Search code examples
mariadbsystemdslurm

Slurmctld: error: mysql_real_connect failed: 1045 Access denied for user 'root'@'localhost' (using password: NO)


I cannot resolve the following issue:

root@MyCluster:/opt/WorkLoadManager/slurm/23.11.5# systemctl status slurmctld
× slurmctld.service - Slurm controller daemon
     Loaded: loaded (/etc/systemd/system/slurmctld.service; enabled; vendor preset: enabled)
     Active: failed (Result: exit-code) since Tue 2024-04-09 16:18:33 CEST; 4s ago
    Process: 2592430 ExecStart=/opt/WorkLoadManager/slurm/23.11.5/sbin/slurmctld --systemd $SLURMCTLD_OPTIONS (code=exited, status=1/FAILURE)
   Main PID: 2592430 (code=exited, status=1/FAILURE)
        CPU: 44ms

Apr 09 16:18:32 MyCluster.num.lab slurmctld[2592430]: slurmctld: Job accounting information stored, but details not gathered
Apr 09 16:18:32 MyCluster.num.lab slurmctld[2592430]: slurmctld: slurmctld version 23.11.5 started on cluster MyCluster
Apr 09 16:18:32 MyCluster.num.lab systemd[1]: Started Slurm controller daemon.
Apr 09 16:18:32 MyCluster.num.lab slurmctld[2592430]: slurmctld: accounting_storage/slurmdbd: clusteracct_storage_p_register_ctld: Registering slurmctld at port 6817 with slurmdbd
Apr 09 16:18:33 MyCluster.num.lab slurmctld[2592430]: slurmctld: priority/multifactor: _read_last_decay_ran: No last decay (/var/spool/slurmctld/priority_last_decay_ran) to recov>
Apr 09 16:18:33 MyCluster.num.lab slurmctld[2592430]: slurmctld: No memory enforcing mechanism configured.
Apr 09 16:18:33 MyCluster.num.lab slurmctld[2592430]: slurmctld: error: mysql_real_connect failed: 1045 Access denied for user 'root'@'localhost' (using password: NO)
Apr 09 16:18:33 MyCluster.num.lab slurmctld[2592430]: slurmctld: fatal: You haven't inited this storage yet.
Apr 09 16:18:33 MyCluster.num.lab systemd[1]: slurmctld.service: Main process exited, code=exited, status=1/FAILURE
Apr 09 16:18:33 MyCluster.num.lab systemd[1]: slurmctld.service: Failed with result 'exit-code'.

I am using mariadb Ver 15.1 Distrib 10.6.16-MariaDB, for debian-linux-gnu (x86_64) using EditLine wrapper and I previously tried the following fix:

MariaDB [(none)]> ALTER USER 'root'@'localhost' IDENTIFIED BY 'PASSWD';
MariaDB [(none)]> flush privileges;
MariaDB [(none)]> USE mysql;
MariaDB [mysql]> SELECT User, Host, plugin FROM mysql.user;
+-------------+-----------+-----------------------+
| User        | Host      | plugin                |
+-------------+-----------+-----------------------+
| mariadb.sys | localhost | mysql_native_password |
| root        | localhost | mysql_native_password |
| mysql       | localhost | mysql_native_password |
| slurm       | localhost | mysql_native_password |
| slurm       | system0   | mysql_native_password |
+-------------+-----------+-----------------------+
quit
#systemctl restart mariadb

But then I got slurmctld: error: mysql_real_connect failed: 1698 Access denied for user 'root'@'localhost' .

I am expecting slurmctld.service to be active as the other service slurmd and slurmdbd.


Solution

  • The controller seems to be configured to use the slurmdbd service for accounting (accounting_storage/slurmdbd) yet it tries to access the MySQL database directly.
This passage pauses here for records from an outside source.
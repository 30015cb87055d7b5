//! Hot-swappable handler.
//!
//! The HTTP listener keeps serving one [`SwapHandler`] for its whole
//! lifetime; route snapshot rotations swap the inner handler out from under
//! it. A dedicated loop drains the swap channel and stores the latest
//! handler into an atomic slot, so readers never lock: they load whatever
//! handler is current at dispatch time, and a stale read is harmless because
//! consecutive route snapshots are compatible from the client's perspective.

use std::sync::{Arc, Mutex};

use arc_swap::ArcSwapOption;
use async_trait::async_trait;
use tokio::sync::mpsc;
use tracing::debug;

use crate::handler::{full_body, HttpHandler, HttpRequest, HttpResponse};
use crate::ServerError;

/// Sized cell for the current handler; the atomic slot needs a thin pointer.
struct CurrentHandler(Arc<dyn HttpHandler>);

/// Atomic handler replacement.
pub struct SwapHandler {
    slot: Arc<ArcSwapOption<CurrentHandler>>,
    swap_tx: Mutex<Option<mpsc::Sender<Arc<dyn HttpHandler>>>>,
}

impl SwapHandler {
    /// Create the handler and start its assignment loop.
    ///
    /// Until the first swap, requests are answered with `503`.
    pub fn new() -> Arc<Self> {
        let slot: Arc<ArcSwapOption<CurrentHandler>> = Arc::new(ArcSwapOption::const_empty());
        let (swap_tx, mut swap_rx) = mpsc::channel::<Arc<dyn HttpHandler>>(1);

        let assign_slot = Arc::clone(&slot);
        tokio::spawn(async move {
            while let Some(handler) = swap_rx.recv().await {
                assign_slot.store(Some(Arc::new(CurrentHandler(handler))));
                debug!("handler swapped");
            }
        });

        Arc::new(Self {
            slot,
            swap_tx: Mutex::new(Some(swap_tx)),
        })
    }

    /// Install a new handler. Waits until the assignment loop has taken it.
    pub async fn swap(&self, handler: Arc<dyn HttpHandler>) -> Result<(), ServerError> {
        let sender = self
            .swap_tx
            .lock()
            .expect("swap lock poisoned")
            .clone()
            .ok_or(ServerError::SwapClosed)?;
        sender
            .send(handler)
            .await
            .map_err(|_| ServerError::SwapClosed)
    }

    /// Close the swap channel and stop the assignment loop. The current
    /// handler keeps serving.
    pub fn close(&self) {
        self.swap_tx.lock().expect("swap lock poisoned").take();
    }
}

#[async_trait]
impl HttpHandler for SwapHandler {
    async fn handle(&self, request: HttpRequest) -> HttpResponse {
        match self.slot.load_full() {
            Some(current) => current.0.handle(request).await,
            None => http::Response::builder()
                .status(http::StatusCode::SERVICE_UNAVAILABLE)
                .body(full_body("service unavailable"))
                .expect("static response"),
        }
    }
}
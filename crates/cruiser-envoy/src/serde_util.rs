//! Protojson decoding helpers.
//!
//! Protojson writes enum fields as their value names and durations as
//! decimal-seconds strings; the helpers here turn those back into the prost
//! representations.

use serde::{Deserialize, Deserializer};

/// An enum field appearing either as a value name or a raw number.
#[derive(Deserialize)]
#[serde(untagged)]
enum NameOrNumber {
    Name(String),
    Number(i32),
}

fn enum_value<'de, D>(deserializer: D, lookup: fn(&str) -> Option<i32>) -> Result<i32, D::Error>
where
    D: Deserializer<'de>,
{
    match Option::<NameOrNumber>::deserialize(deserializer)? {
        None => Ok(0),
        Some(NameOrNumber::Number(n)) => Ok(n),
        Some(NameOrNumber::Name(name)) => lookup(&name)
            .ok_or_else(|| serde::de::Error::custom(format!("unknown enum value: {name}"))),
    }
}

pub(crate) fn socket_protocol<'de, D>(deserializer: D) -> Result<i32, D::Error>
where
    D: Deserializer<'de>,
{
    enum_value(deserializer, |name| match name {
        "TCP" => Some(0),
        "UDP" => Some(1),
        _ => None,
    })
}

pub(crate) fn health_status<'de, D>(deserializer: D) -> Result<i32, D::Error>
where
    D: Deserializer<'de>,
{
    enum_value(deserializer, |name| match name {
        "UNKNOWN" => Some(0),
        "HEALTHY" => Some(1),
        "UNHEALTHY" => Some(2),
        "DRAINING" => Some(3),
        "TIMEOUT" => Some(4),
        "DEGRADED" => Some(5),
        _ => None,
    })
}

pub(crate) fn discovery_type<'de, D>(deserializer: D) -> Result<i32, D::Error>
where
    D: Deserializer<'de>,
{
    enum_value(deserializer, |name| match name {
        "STATIC" => Some(0),
        "STRICT_DNS" => Some(1),
        "LOGICAL_DNS" => Some(2),
        "EDS" => Some(3),
        "ORIGINAL_DST" => Some(4),
        _ => None,
    })
}

pub(crate) fn lb_policy<'de, D>(deserializer: D) -> Result<i32, D::Error>
where
    D: Deserializer<'de>,
{
    enum_value(deserializer, |name| match name {
        "ROUND_ROBIN" => Some(0),
        "LEAST_REQUEST" => Some(1),
        "RING_HASH" => Some(2),
        "RANDOM" => Some(3),
        "MAGLEV" => Some(5),
        "CLUSTER_PROVIDED" => Some(6),
        _ => None,
    })
}

/// Decode a protojson duration (`"5s"`, `"0.250s"`) into a protobuf
/// duration message.
pub(crate) fn duration<'de, D>(
    deserializer: D,
) -> Result<Option<prost_types::Duration>, D::Error>
where
    D: Deserializer<'de>,
{
    let Some(text) = Option::<String>::deserialize(deserializer)? else {
        return Ok(None);
    };
    let seconds_text = text
        .strip_suffix('s')
        .ok_or_else(|| serde::de::Error::custom(format!("invalid duration: {text}")))?;
    let total: f64 = seconds_text
        .parse()
        .map_err(|_| serde::de::Error::custom(format!("invalid duration: {text}")))?;

    let seconds = total.trunc() as i64;
    let nanos = ((total - total.trunc()) * 1_000_000_000.0).round() as i32;
    Ok(Some(prost_types::Duration { seconds, nanos }))
}

#[cfg(test)]
mod tests {
    use serde::Deserialize;

    #[derive(Deserialize)]
    struct Holder {
        #[serde(default, deserialize_with = "super::socket_protocol")]
        protocol: i32,
        #[serde(default, deserialize_with = "super::duration")]
        timeout: Option<prost_types::Duration>,
    }

    #[test]
    fn enum_by_name_and_number() {
        let h: Holder = serde_json::from_str(r#"{"protocol": "UDP"}"#).unwrap();
        assert_eq!(h.protocol, 1);
        let h: Holder = serde_json::from_str(r#"{"protocol": 1}"#).unwrap();
        assert_eq!(h.protocol, 1);
        let h: Holder = serde_json::from_str("{}").unwrap();
        assert_eq!(h.protocol, 0);
        assert!(serde_json::from_str::<Holder>(r#"{"protocol": "BOGUS"}"#).is_err());
    }

    #[test]
    fn duration_seconds_and_fraction() {
        let h: Holder = serde_json::from_str(r#"{"timeout": "5s"}"#).unwrap();
        let d = h.timeout.unwrap();
        assert_eq!((d.seconds, d.nanos), (5, 0));

        let h: Holder = serde_json::from_str(r#"{"timeout": "0.250s"}"#).unwrap();
        let d = h.timeout.unwrap();
        assert_eq!((d.seconds, d.nanos), (0, 250_000_000));

        assert!(serde_json::from_str::<Holder>(r#"{"timeout": "250ms"}"#).is_err());
    }
}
I therefore guess the jobcomp/mysql plugin is active too. The error message seems to indicate that JobCompPass is not set.

    You could therefore either

    • deactivate the jobcomp/mysql plugin as it is redundant with the accounting_storage/slurmdbd plugin; or
    • set JobCompPass to the password of the root MySQL user